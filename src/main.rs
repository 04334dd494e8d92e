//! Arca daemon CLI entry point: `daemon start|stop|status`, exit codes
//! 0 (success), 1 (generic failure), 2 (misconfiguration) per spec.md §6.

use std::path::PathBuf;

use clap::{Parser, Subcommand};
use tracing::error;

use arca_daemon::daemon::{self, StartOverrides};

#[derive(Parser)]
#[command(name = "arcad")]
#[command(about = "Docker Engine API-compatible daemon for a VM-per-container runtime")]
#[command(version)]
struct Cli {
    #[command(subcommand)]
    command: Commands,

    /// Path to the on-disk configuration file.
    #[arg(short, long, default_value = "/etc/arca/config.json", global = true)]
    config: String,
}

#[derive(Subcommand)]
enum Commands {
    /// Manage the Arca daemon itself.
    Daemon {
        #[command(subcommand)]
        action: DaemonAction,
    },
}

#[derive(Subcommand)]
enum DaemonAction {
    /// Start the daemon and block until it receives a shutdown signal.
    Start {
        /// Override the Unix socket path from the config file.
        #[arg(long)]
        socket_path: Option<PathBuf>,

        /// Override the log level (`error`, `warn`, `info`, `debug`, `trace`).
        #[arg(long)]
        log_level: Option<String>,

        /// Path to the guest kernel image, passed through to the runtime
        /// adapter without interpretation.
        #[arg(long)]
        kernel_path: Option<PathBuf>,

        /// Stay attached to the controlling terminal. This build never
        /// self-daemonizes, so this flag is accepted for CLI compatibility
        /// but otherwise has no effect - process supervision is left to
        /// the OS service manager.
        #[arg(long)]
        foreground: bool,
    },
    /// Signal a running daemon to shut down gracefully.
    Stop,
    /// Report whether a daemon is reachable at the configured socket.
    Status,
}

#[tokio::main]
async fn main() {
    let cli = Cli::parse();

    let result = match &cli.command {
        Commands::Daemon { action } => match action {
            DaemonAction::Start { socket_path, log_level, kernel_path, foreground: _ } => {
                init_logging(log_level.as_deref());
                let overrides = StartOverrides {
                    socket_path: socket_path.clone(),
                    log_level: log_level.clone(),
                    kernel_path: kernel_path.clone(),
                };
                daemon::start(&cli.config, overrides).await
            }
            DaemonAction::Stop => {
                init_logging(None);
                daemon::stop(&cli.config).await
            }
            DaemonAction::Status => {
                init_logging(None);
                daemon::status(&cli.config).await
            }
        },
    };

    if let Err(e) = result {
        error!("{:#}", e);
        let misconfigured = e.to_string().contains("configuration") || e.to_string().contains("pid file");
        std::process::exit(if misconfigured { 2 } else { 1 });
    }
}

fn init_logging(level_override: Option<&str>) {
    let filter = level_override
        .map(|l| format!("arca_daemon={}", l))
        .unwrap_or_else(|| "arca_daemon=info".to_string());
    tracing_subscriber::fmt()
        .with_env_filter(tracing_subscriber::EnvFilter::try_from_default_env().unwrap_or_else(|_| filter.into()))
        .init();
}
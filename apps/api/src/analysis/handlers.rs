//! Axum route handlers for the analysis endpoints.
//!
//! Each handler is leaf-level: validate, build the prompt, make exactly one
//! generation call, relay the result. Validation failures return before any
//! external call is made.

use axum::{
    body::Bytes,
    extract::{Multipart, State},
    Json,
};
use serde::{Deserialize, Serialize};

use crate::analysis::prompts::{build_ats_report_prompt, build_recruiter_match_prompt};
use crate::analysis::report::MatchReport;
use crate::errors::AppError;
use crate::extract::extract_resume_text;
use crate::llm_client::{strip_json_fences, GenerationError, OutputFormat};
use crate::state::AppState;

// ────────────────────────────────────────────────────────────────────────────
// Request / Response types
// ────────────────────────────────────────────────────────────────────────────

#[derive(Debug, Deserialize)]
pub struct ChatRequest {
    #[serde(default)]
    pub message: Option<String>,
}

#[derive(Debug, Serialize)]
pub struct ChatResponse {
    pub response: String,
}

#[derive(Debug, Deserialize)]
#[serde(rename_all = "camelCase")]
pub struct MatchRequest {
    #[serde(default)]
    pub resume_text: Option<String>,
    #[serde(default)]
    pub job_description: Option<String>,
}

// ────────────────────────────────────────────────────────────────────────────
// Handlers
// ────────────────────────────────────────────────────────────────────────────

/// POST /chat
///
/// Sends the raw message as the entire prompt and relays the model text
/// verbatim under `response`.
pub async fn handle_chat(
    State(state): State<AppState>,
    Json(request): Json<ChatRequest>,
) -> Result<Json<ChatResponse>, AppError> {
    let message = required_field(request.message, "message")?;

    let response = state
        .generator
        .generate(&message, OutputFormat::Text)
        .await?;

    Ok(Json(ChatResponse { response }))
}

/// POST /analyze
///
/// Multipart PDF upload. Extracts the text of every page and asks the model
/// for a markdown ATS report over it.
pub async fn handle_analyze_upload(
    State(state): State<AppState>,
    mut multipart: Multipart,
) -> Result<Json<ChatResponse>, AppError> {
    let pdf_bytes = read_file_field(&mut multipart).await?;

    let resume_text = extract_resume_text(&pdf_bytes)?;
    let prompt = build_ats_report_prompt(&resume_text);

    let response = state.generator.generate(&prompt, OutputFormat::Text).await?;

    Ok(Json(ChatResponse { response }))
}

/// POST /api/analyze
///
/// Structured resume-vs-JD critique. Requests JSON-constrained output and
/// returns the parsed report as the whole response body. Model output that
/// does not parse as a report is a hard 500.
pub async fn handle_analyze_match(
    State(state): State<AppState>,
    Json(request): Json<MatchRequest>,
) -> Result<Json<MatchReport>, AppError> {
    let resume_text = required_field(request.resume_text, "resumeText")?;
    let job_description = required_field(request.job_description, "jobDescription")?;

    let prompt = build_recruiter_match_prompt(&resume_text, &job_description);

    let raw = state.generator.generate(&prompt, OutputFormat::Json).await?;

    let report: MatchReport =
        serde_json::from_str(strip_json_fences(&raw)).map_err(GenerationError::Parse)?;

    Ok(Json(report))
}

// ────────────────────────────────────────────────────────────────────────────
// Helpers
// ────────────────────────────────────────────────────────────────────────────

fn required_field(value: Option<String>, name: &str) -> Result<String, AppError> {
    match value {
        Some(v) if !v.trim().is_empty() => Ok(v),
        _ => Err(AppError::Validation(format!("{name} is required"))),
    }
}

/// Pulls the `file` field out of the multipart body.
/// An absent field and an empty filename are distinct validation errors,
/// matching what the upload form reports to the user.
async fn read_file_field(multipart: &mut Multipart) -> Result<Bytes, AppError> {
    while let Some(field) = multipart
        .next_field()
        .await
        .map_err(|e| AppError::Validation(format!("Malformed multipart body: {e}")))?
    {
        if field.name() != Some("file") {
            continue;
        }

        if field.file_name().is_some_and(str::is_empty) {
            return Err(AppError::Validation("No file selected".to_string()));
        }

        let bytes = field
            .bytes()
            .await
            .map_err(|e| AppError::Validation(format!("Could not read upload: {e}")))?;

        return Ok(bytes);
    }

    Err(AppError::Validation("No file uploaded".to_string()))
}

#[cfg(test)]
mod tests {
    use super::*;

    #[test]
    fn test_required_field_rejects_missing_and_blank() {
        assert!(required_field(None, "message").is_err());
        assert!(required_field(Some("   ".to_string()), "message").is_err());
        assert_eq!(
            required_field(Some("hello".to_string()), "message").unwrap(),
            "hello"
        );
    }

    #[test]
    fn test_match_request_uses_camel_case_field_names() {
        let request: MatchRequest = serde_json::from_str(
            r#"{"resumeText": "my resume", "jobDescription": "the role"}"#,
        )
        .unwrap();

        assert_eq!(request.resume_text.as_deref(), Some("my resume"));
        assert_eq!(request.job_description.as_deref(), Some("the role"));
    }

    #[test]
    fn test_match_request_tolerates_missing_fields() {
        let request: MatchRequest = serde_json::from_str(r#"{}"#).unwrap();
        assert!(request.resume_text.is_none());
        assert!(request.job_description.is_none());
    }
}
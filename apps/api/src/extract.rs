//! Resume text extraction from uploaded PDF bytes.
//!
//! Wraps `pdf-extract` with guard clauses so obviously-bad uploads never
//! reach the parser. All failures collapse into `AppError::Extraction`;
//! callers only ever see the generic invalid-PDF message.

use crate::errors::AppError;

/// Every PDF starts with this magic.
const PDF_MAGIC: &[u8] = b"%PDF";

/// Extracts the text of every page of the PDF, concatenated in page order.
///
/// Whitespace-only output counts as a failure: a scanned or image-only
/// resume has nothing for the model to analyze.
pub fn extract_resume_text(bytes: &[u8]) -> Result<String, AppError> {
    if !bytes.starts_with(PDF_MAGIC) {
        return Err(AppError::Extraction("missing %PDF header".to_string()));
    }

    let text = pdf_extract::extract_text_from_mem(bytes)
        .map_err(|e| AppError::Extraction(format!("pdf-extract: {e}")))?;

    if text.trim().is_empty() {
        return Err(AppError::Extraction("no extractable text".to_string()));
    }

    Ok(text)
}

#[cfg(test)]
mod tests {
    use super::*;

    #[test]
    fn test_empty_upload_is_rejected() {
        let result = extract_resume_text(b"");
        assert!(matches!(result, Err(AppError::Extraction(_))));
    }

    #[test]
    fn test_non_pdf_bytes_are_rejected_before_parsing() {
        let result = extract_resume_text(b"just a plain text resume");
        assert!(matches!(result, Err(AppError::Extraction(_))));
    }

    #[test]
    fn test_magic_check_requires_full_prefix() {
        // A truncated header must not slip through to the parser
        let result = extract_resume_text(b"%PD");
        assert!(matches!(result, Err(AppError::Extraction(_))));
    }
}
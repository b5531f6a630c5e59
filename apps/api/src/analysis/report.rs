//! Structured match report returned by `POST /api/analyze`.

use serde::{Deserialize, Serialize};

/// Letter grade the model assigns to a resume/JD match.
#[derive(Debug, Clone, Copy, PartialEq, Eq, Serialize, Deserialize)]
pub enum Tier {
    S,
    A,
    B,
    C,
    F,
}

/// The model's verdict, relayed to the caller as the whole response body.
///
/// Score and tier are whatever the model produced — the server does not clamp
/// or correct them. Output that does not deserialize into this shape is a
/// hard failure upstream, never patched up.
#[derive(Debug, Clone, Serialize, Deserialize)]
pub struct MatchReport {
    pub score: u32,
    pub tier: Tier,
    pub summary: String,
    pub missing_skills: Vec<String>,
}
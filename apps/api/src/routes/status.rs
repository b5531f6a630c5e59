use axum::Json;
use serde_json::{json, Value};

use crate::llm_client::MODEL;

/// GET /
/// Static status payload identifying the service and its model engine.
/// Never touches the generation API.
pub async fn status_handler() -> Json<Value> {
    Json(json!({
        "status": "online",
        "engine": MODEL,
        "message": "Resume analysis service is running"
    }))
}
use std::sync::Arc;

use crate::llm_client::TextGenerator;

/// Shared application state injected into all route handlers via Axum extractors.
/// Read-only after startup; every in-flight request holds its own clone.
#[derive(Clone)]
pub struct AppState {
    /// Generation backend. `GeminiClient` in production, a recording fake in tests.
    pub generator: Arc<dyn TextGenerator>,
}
────────
▶ [TASK GOAL]: Taking the entries above, print exactly the lines starting at the line with "the model text" and ending at the line with "a hard 500.", both included.

▶ [EXERCISE SOLUTION]:
/// Sends the raw message as the entire prompt and relays the model text
/// verbatim under `response`.
pub async fn handle_chat(
    State(state): State<AppState>,
    Json(request): Json<ChatRequest>,
) -> Result<Json<ChatResponse>, AppError> {
    let message = required_field(request.message, "message")?;

    let response = state
        .generator
        .generate(&message, OutputFormat::Text)
        .await?;

    Ok(Json(ChatResponse { response }))
}

/// POST /analyze
///
/// Multipart PDF upload. Extracts the text of every page and asks the model
/// for a markdown ATS report over it.
pub async fn handle_analyze_upload(
    State(state): State<AppState>,
    mut multipart: Multipart,
) -> Result<Json<ChatResponse>, AppError> {
    let pdf_bytes = read_file_field(&mut multipart).await?;

    let resume_text = extract_resume_text(&pdf_bytes)?;
    let prompt = build_ats_report_prompt(&resume_text);

    let response = state.generator.generate(&prompt, OutputFormat::Text).await?;

    Ok(Json(ChatResponse { response }))
}

/// POST /api/analyze
///
/// Structured resume-vs-JD critique. Requests JSON-constrained output and
/// returns the parsed report as the whole response body. Model output that
/// does not parse as a report is a hard 500.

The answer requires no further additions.